Completely new to Cadabra. My system is Linux Mint 21 which is an offshoot of Ubuntu.

Installing by doing:

apt-get install cadabra

appeared to work. Cadabra is now in the main menu under Education. I appear to have version: 1.46

Most things I try don't work. For example trying to load any of the example notebooks gives:

Not in Cadabra notebook version <= 1.2 format.

So I guess the first question is, can I actually install it this way or do I need to download and build it. And should I expect v 1.46 to work with the exampes and example notebooks.

Many thanks,

Mike

in Installation trouble by (130 points)

1 Answer

+1 vote

You installed the old 1.x series. The package for the new series (since about 2016) is called cadabra2. You'll need a fairly recent Mint for that though. The alternative is to download a package from the downloads page at https://cadabra.science/download.html .

by (82.9k points)

Ok, thanks. There is a cadabra2 available via apt-get, but it doesn't appear to work. It's described as: Cadabra 2.3.6 (build private dated 2022-01-31). AFAICT it can't find python where it expects to see it and then crashes.
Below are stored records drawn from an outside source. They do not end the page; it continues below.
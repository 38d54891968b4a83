//! Portfolio problem orchestration.
//!
//! [`PortfolioProblem`] owns the problem data, formulates the canonical QP
//! tuple exactly once at construction and dispatches `solve` calls to the
//! backend registry. Every backend solves the identical cached tuple, so
//! timing comparisons are apples-to-apples.

use crate::data::ProblemData;
use crate::error::Result;
use crate::formulate::{formulate, QpTuple, Reformulation};
use crate::solver::{Backend, BackendConfig, BackendRegistry, SolveReport};

/// A portfolio QP instance with a fixed reformulation and eagerly
/// configured solver backends.
pub struct PortfolioProblem {
    data: ProblemData,
    mode: Reformulation,
    tuple: QpTuple,
    backends: BackendRegistry,
}

impl PortfolioProblem {
    /// Build a problem from existing data.
    ///
    /// The tuple is derived here and never regenerated; the reformulation
    /// mode is fixed for the lifetime of the object.
    pub fn new(data: ProblemData, mode: Reformulation, config: BackendConfig) -> Result<Self> {
        let tuple = formulate(&data, mode)?;
        Ok(PortfolioProblem {
            data,
            mode,
            tuple,
            backends: BackendRegistry::new(config),
        })
    }

    /// Generate a random instance and build the problem in one step.
    pub fn random(
        k: usize,
        n: usize,
        density: f64,
        mode: Reformulation,
        seed: u64,
        config: BackendConfig,
    ) -> Result<Self> {
        let data = ProblemData::random(k, n, density, seed)?;
        Self::new(data, mode, config)
    }

    /// Solve the cached tuple with the given backend.
    ///
    /// Calls are independent; nothing is mutated, so callers may invoke
    /// different backends concurrently against the same problem.
    pub fn solve(&self, backend: Backend) -> SolveReport {
        self.backends.adapter(backend).solve(&self.tuple)
    }

    /// Solve by backend name.
    ///
    /// Unknown names fail with [`crate::FolioError::UnsupportedSolver`];
    /// the problem remains usable for other backends afterwards.
    pub fn solve_named(&self, name: &str) -> Result<SolveReport> {
        Ok(self.solve(name.parse()?))
    }

    /// The immutable problem data.
    pub fn data(&self) -> &ProblemData {
        &self.data
    }

    /// The reformulation mode chosen at construction.
    pub fn mode(&self) -> Reformulation {
        self.mode
    }

    /// The cached canonical QP tuple.
    pub fn tuple(&self) -> &QpTuple {
        &self.tuple
    }
}

#[cfg(test)]
mod tests {
    use super::*;
    use crate::error::FolioError;
    use crate::solver::SolveStatus;

    #[test]
    fn test_construction_caches_tuple() {
        let problem =
            PortfolioProblem::random(3, 12, 0.5, Reformulation::Dense, 11, BackendConfig::default())
                .unwrap();
        assert_eq!(problem.mode(), Reformulation::Dense);
        assert_eq!(problem.tuple().num_vars(), 12);
        assert_eq!(problem.tuple().num_constraints(), 13);
    }

    #[test]
    fn test_sparse_mode_adds_auxiliaries() {
        let problem = PortfolioProblem::random(
            3,
            12,
            0.5,
            Reformulation::Sparse,
            11,
            BackendConfig::default(),
        )
        .unwrap();
        assert_eq!(problem.tuple().num_vars(), 15);
        assert_eq!(problem.tuple().num_constraints(), 16);
    }

    #[test]
    fn test_solve_named_rejects_unknown_backend() {
        let problem =
            PortfolioProblem::random(2, 6, 0.8, Reformulation::Dense, 3, BackendConfig::default())
                .unwrap();
        let err = problem.solve_named("cplex").unwrap_err();
        assert!(matches!(err, FolioError::UnsupportedSolver(_)));
        // still usable afterwards
        let report = problem.solve_named("clarabel").unwrap();
        assert_eq!(report.status, SolveStatus::Optimal);
    }

    #[test]
    fn test_repeated_solves_are_independent() {
        let problem =
            PortfolioProblem::random(2, 8, 0.7, Reformulation::Dense, 21, BackendConfig::default())
                .unwrap();
        let a = problem.solve(Backend::Clarabel);
        let b = problem.solve(Backend::Clarabel);
        assert_eq!(a.status, SolveStatus::Optimal);
        assert_eq!(a.objective.unwrap(), b.objective.unwrap());
    }
}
I'll go ahead and try cadabra2-2.4.0-ulyana.deb from the Mint Ulyana 20 link on the download page, unless you would suggest something different.

For what it's worth, the python I'm using came from the repo.anaconda.com archive. I've currently got Python 3.8.5 and it's in /usr/local/anaconda3/bin/python, just in case there's some dependency there.

You cannot mix and match python versions from your normal installation and anaconda, that is bound to lead to trouble somewhere. Conda is a truly horrible package manager that has caused a lot of trouble by trying to override everything of a normal installation. If you insist on using conda's python, then in order to stay out of trouble you have to install cadabra2 using conda as well. Be aware that you may not always have the latest version in that case, as I am not in control of the conda package for cadabra.

On Debian/Ubuntu, by far the cleanest route is to stick to the system-provided python, and install one of the cadabra packages from the download page. There isn't one for Mint 21 yet, but I will put that on my todo list.